About this task => Look for "Output" in every line of the listing. Copy the lines that have it.

Available data =>
// ── Site data aggregator ──
//
// One cycle: fetch the device list (mandatory), then run every enrichment
// step concurrently and fold the outcomes through the step policy table.
// A failed best-effort step contributes nothing; its name is recorded in
// `SiteSnapshot::failed_steps`.

use std::collections::BTreeMap;
use std::future::Future;

use chrono::Utc;
use futures_util::future::join_all;
use omada_api::OmadaClient;
use strum::Display;
use tracing::{debug, warn};

use crate::convert::{
    band_clients_from_raw, client_from_raw, device_from_raw, poe_budget_from_raw,
    poe_port_from_raw, ssid_from_raw, uplink_from_raw, wan_port_from_raw,
};
use crate::error::CoreError;
use crate::model::{
    BandClients, ClientSnapshot, DeviceSnapshot, DeviceType, MacAddress, PoeBudget, PoePortState,
    PortKey, Site, SiteSnapshot, SsidState, Uplink, WanPortState,
};

use super::Poller;

// ── Steps and policy ─────────────────────────────────────────────────

/// One sub-fetch of a site cycle.
#[derive(Debug, Clone, Copy, PartialEq, Eq, Display)]
#[strum(serialize_all = "kebab-case")]
pub enum Step {
    Devices,
    Uplink,
    Poe,
    PoeBudget,
    Wan,
    GatewayTemp,
    Ssids,
    Clients,
    BandStats,
}

/// What a failed step does to the cycle.
#[derive(Debug, Clone, Copy, PartialEq, Eq)]
pub enum Policy {
    /// The cycle fails.
    Fatal,
    /// Logged and skipped.
    BestEffort,
}

impl Step {
    /// Steps that run after the device list, in merge order.
    pub const ENRICHMENTS: [Step; 8] = [
        Step::Uplink,
        Step::Poe,
        Step::PoeBudget,
        Step::Wan,
        Step::GatewayTemp,
        Step::Ssids,
        Step::Clients,
        Step::BandStats,
    ];

    pub fn policy(self) -> Policy {
        match self {
            Step::Devices => Policy::Fatal,
            _ => Policy::BestEffort,
        }
    }
}

/// The contribution of one successful enrichment step.
enum Enrichment {
    Uplink(Vec<(MacAddress, Uplink)>),
    Poe(BTreeMap<PortKey, PoePortState>),
    PoeBudget(BTreeMap<MacAddress, PoeBudget>),
    Wan(BTreeMap<MacAddress, Vec<WanPortState>>),
    GatewayTemp(Vec<(MacAddress, f64)>),
    Ssids(Vec<SsidState>),
    Clients(Vec<ClientSnapshot>),
    BandStats(Vec<(MacAddress, BandClients)>),
}

type StepResult = Result<Option<Enrichment>, CoreError>;

// ── Aggregator ───────────────────────────────────────────────────────

/// Builds a [`SiteSnapshot`] for one site per cycle.
pub struct SiteAggregator {
    client: OmadaClient,
    site: Site,
}

impl SiteAggregator {
    pub fn new(client: OmadaClient, site: Site) -> Self {
        Self { client, site }
    }

    pub fn site(&self) -> &Site {
        &self.site
    }

    /// Run one full cycle.
    pub async fn fetch(&self) -> Result<SiteSnapshot, CoreError> {
        let site_id = self.site.id.as_str();
        debug!(site = %self.site.name, "fetching site data");
        let mut failed_steps = Vec::new();

        let raw = self
            .settle(
                Step::Devices,
                self.client.list_devices(site_id).await.map_err(CoreError::from),
                &mut failed_steps,
            )?
            .unwrap_or_default();
        let mut devices: BTreeMap<MacAddress, DeviceSnapshot> = raw
            .into_iter()
            .filter_map(device_from_raw)
            .map(|d| (d.mac.clone(), d))
            .collect();
        debug!(site = %self.site.name, devices = devices.len(), "devices fetched");

        let outcomes = {
            let devices = &devices;
            join_all(
                Step::ENRICHMENTS
                    .iter()
                    .map(|&step| async move { (step, self.enrich(step, devices).await) }),
            )
            .await
        };

        let mut snapshot = SiteSnapshot {
            site_id: self.site.id.clone(),
            site_name: self.site.name.clone(),
            devices: BTreeMap::new(),
            poe_ports: BTreeMap::new(),
            poe_budget: BTreeMap::new(),
            wan_status: BTreeMap::new(),
            ssids: Vec::new(),
            failed_steps: Vec::new(),
            fetched_at: Utc::now(),
        };

        for (step, outcome) in outcomes {
            match self.settle(step, outcome, &mut failed_steps)? {
                Some(Some(enrichment)) => apply(enrichment, &mut devices, &mut snapshot),
                Some(None) => debug!(site = %self.site.name, step = %step, "step not applicable"),
                None => {}
            }
        }

        snapshot.devices = devices;
        snapshot.failed_steps = failed_steps;
        Ok(snapshot)
    }

    /// Fold one step outcome through the policy table.
    ///
    /// `Ok(None)` means a best-effort step failed and was recorded in
    /// `failed_steps`; a fatal step's error is returned as-is.
    fn settle<T>(
        &self,
        step: Step,
        outcome: Result<T, CoreError>,
        failed_steps: &mut Vec<String>,
    ) -> Result<Option<T>, CoreError> {
        match outcome {
            Ok(value) => Ok(Some(value)),
            Err(e) => match step.policy() {
                Policy::Fatal => {
                    warn!(site = %self.site.name, step = %step, error = %e, "mandatory fetch failed");
                    Err(e)
                }
                Policy::BestEffort => {
                    warn!(site = %self.site.name, step = %step, error = %e, "enrichment failed, skipping");
                    failed_steps.push(step.to_string());
                    Ok(None)
                }
            },
        }
    }

    async fn enrich(&self, step: Step, devices: &BTreeMap<MacAddress, DeviceSnapshot>) -> StepResult {
        let site_id = self.site.id.as_str();
        let macs_of = |pred: fn(&DeviceSnapshot) -> bool| -> Vec<String> {
            devices
                .values()
                .filter(|d| pred(d))
                .map(|d| d.mac.to_string())
                .collect()
        };

        match step {
            Step::Devices => Ok(None),

            Step::Uplink => {
                let macs = macs_of(|d| !d.is_gateway());
                if macs.is_empty() {
                    return Ok(None);
                }
                let raw = self.client.device_uplink_info(site_id, &macs).await?;
                Ok(Some(Enrichment::Uplink(
                    raw.into_iter().map(uplink_from_raw).collect(),
                )))
            }

            Step::Poe => {
                let raw = self.client.list_poe_ports(site_id).await?;
                Ok(Some(Enrichment::Poe(
                    raw.into_iter().filter_map(poe_port_from_raw).collect(),
                )))
            }

            Step::PoeBudget => {
                if !devices.values().any(|d| d.device_type == DeviceType::Switch) {
                    return Ok(None);
                }
                let raw = self.client.poe_usage(site_id).await?;
                Ok(Some(Enrichment::PoeBudget(
                    raw.into_iter()
                        .map(poe_budget_from_raw)
                        .map(|b| (b.switch_mac.clone(), b))
                        .collect(),
                )))
            }

            Step::Wan => {
                let gateways = macs_of(DeviceSnapshot::is_gateway);
                if gateways.is_empty() {
                    return Ok(None);
                }
                let per_gateway = self
                    .per_gateway(&gateways, |mac| async move {
                        let ports = self.client.gateway_wan_status(site_id, &mac).await?;
                        Ok::<_, CoreError>(ports
                            .into_iter()
                            .enumerate()
                            .map(|(i, p)| wan_port_from_raw(i, p))
                            .collect::<Vec<_>>())
                    })
                    .await?;
                Ok(Some(Enrichment::Wan(per_gateway.into_iter().collect())))
            }

            Step::GatewayTemp => {
                let gateways = macs_of(DeviceSnapshot::is_gateway);
                if gateways.is_empty() {
                    return Ok(None);
                }
                let per_gateway = self
                    .per_gateway(&gateways, |mac| async move {
                        Ok::<_, CoreError>(self.client.gateway_info(site_id, &mac).await?.temp)
                    })
                    .await?;
                Ok(Some(Enrichment::GatewayTemp(
                    per_gateway
                        .into_iter()
                        .filter_map(|(mac, temp)| temp.map(|t| (mac, t)))
                        .collect(),
                )))
            }

            Step::Ssids => {
                let raw = self.client.list_site_ssids(site_id).await?;
                Ok(Some(Enrichment::Ssids(
                    raw.into_iter().map(ssid_from_raw).collect(),
                )))
            }

            Step::Clients => {
                let raw = self.client.list_clients(site_id).await?;
                Ok(Some(Enrichment::Clients(
                    raw.into_iter().filter_map(client_from_raw).collect(),
                )))
            }

            Step::BandStats => {
                let aps = macs_of(DeviceSnapshot::is_ap);
                if aps.is_empty() {
                    return Ok(None);
                }
                let raw = self.client.ap_band_stats(site_id, &aps).await?;
                Ok(Some(Enrichment::BandStats(
                    raw.into_iter().map(band_clients_from_raw).collect(),
                )))
            }
        }
    }

    /// Run `fetch` for every gateway concurrently.
    ///
    /// Any gateway failing fails the whole step, so a step never publishes
    /// data for only some of the gateways.
    async fn per_gateway<T, F, Fut>(
        &self,
        gateways: &[String],
        fetch: F,
    ) -> Result<Vec<(MacAddress, T)>, CoreError>
    where
        F: Fn(String) -> Fut,
        Fut: Future<Output = Result<T, CoreError>>,
    {
        let results = join_all(gateways.iter().map(|mac| fetch(mac.clone()))).await;

        gateways
            .iter()
            .zip(results)
            .map(|(mac, result)| {
                result
                    .map(|value| (MacAddress::new(mac), value))
                    .inspect_err(|e| {
                        debug!(site = %self.site.name, gateway = %mac, error = %e, "gateway fetch failed");
                    })
            })
            .collect()
    }
}

impl Poller for SiteAggregator {
    type Snapshot = SiteSnapshot;

    fn label(&self) -> String {
        format!("site:{}", self.site.name)
    }

    fn poll_once(&mut self) -> impl Future<Output = Result<SiteSnapshot, CoreError>> + Send {
        self.fetch()
    }
}

// ── Merge ────────────────────────────────────────────────────────────

fn apply(
    enrichment: Enrichment,
    devices: &mut BTreeMap<MacAddress, DeviceSnapshot>,
    snapshot: &mut SiteSnapshot,
) {
    match enrichment {
        Enrichment::Uplink(uplinks) => {
            for (mac, uplink) in uplinks {
                if let Some(device) = devices.get_mut(&mac).filter(|d| !d.is_gateway()) {
                    device.uplink = Some(uplink);
                }
            }
        }
        Enrichment::Poe(ports) => snapshot.poe_ports = ports,
        Enrichment::PoeBudget(budget) => snapshot.poe_budget = budget,
        Enrichment::Wan(wan) => snapshot.wan_status = wan,
        Enrichment::GatewayTemp(temps) => {
            for (mac, temp) in temps {
                if let Some(device) = devices.get_mut(&mac).filter(|d| d.is_gateway()) {
                    device.temperature = Some(temp);
                }
            }
        }
        Enrichment::Ssids(ssids) => snapshot.ssids = ssids,
        Enrichment::Clients(clients) => assign_clients(devices, clients),
        Enrichment::BandStats(counts) => {
            for (mac, count) in counts {
                if let Some(device) = devices.get_mut(&mac).filter(|d| d.is_ap()) {
                    device.band_clients = Some(count);
                }
            }
        }
    }
}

Response to the task =>
        Fut: Future<Output = Result<T, CoreError>>,
    fn poll_once(&mut self) -> impl Future<Output = Result<SiteSnapshot, CoreError>> + Send {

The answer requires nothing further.